═══ Source data
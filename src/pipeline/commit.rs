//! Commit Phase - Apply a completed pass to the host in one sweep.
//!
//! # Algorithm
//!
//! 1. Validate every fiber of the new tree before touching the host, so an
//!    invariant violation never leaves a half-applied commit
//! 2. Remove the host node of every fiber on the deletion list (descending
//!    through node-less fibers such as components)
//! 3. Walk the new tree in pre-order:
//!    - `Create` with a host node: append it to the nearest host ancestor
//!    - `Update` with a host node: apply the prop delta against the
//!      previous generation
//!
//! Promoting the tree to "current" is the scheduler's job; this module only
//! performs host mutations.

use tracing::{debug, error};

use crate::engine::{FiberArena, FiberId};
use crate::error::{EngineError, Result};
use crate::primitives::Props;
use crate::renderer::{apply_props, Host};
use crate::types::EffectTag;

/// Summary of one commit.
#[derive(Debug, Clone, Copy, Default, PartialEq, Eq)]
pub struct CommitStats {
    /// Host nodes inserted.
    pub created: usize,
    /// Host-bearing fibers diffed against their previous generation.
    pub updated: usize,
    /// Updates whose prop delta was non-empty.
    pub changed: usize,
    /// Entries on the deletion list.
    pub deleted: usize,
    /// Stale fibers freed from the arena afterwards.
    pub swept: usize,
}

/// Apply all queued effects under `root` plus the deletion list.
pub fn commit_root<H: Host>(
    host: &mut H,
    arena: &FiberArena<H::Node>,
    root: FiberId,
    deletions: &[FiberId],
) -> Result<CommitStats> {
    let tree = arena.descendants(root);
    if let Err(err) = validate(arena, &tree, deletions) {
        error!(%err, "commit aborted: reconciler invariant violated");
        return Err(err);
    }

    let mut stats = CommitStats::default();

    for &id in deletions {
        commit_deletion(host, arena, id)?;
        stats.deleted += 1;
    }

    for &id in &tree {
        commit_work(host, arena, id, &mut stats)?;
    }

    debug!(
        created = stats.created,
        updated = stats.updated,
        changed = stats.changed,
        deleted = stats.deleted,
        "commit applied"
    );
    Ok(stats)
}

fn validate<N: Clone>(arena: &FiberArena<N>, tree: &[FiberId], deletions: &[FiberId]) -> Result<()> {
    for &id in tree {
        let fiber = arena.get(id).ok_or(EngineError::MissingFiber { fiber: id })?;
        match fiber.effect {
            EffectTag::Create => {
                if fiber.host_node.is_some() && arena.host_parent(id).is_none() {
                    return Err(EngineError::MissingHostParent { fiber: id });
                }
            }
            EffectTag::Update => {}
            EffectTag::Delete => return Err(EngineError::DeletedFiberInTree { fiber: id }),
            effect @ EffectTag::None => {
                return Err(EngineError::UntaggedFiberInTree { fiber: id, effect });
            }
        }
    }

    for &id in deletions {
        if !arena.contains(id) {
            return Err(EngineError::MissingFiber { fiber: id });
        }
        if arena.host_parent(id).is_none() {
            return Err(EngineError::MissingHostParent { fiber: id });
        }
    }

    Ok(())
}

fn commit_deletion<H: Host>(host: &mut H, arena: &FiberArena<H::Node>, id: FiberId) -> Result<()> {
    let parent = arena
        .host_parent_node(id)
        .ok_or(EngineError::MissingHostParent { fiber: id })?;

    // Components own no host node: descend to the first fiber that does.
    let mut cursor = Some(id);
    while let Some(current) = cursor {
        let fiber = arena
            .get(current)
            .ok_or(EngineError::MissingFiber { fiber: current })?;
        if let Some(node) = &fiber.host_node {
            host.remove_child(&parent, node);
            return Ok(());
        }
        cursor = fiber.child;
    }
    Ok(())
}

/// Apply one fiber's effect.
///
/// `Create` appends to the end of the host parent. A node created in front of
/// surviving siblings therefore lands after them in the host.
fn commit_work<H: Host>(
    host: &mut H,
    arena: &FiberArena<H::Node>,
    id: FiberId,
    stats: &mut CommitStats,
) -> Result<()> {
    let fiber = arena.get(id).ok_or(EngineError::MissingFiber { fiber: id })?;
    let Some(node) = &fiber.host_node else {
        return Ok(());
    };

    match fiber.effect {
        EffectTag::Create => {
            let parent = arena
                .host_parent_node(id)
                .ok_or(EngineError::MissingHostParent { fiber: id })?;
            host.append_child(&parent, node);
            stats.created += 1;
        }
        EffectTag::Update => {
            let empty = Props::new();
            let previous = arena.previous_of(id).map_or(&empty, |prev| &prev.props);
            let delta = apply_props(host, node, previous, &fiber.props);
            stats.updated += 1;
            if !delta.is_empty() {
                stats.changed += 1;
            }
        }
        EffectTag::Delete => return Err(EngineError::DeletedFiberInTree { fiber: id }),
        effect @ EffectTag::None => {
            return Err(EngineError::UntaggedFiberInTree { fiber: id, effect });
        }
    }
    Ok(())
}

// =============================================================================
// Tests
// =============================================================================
══════
Set down, exactly as they appear above, all lines from the one that has "commit_work(host, arena, id, &mut" down to the one that has "for &id in tree", including those two and no others.

        commit_work(host, arena, id, &mut stats)?;
    }

    debug!(
        created = stats.created,
        updated = stats.updated,
        changed = stats.changed,
        deleted = stats.deleted,
        "commit applied"
    );
    Ok(stats)
}

fn validate<N: Clone>(arena: &FiberArena<N>, tree: &[FiberId], deletions: &[FiberId]) -> Result<()> {
    for &id in tree {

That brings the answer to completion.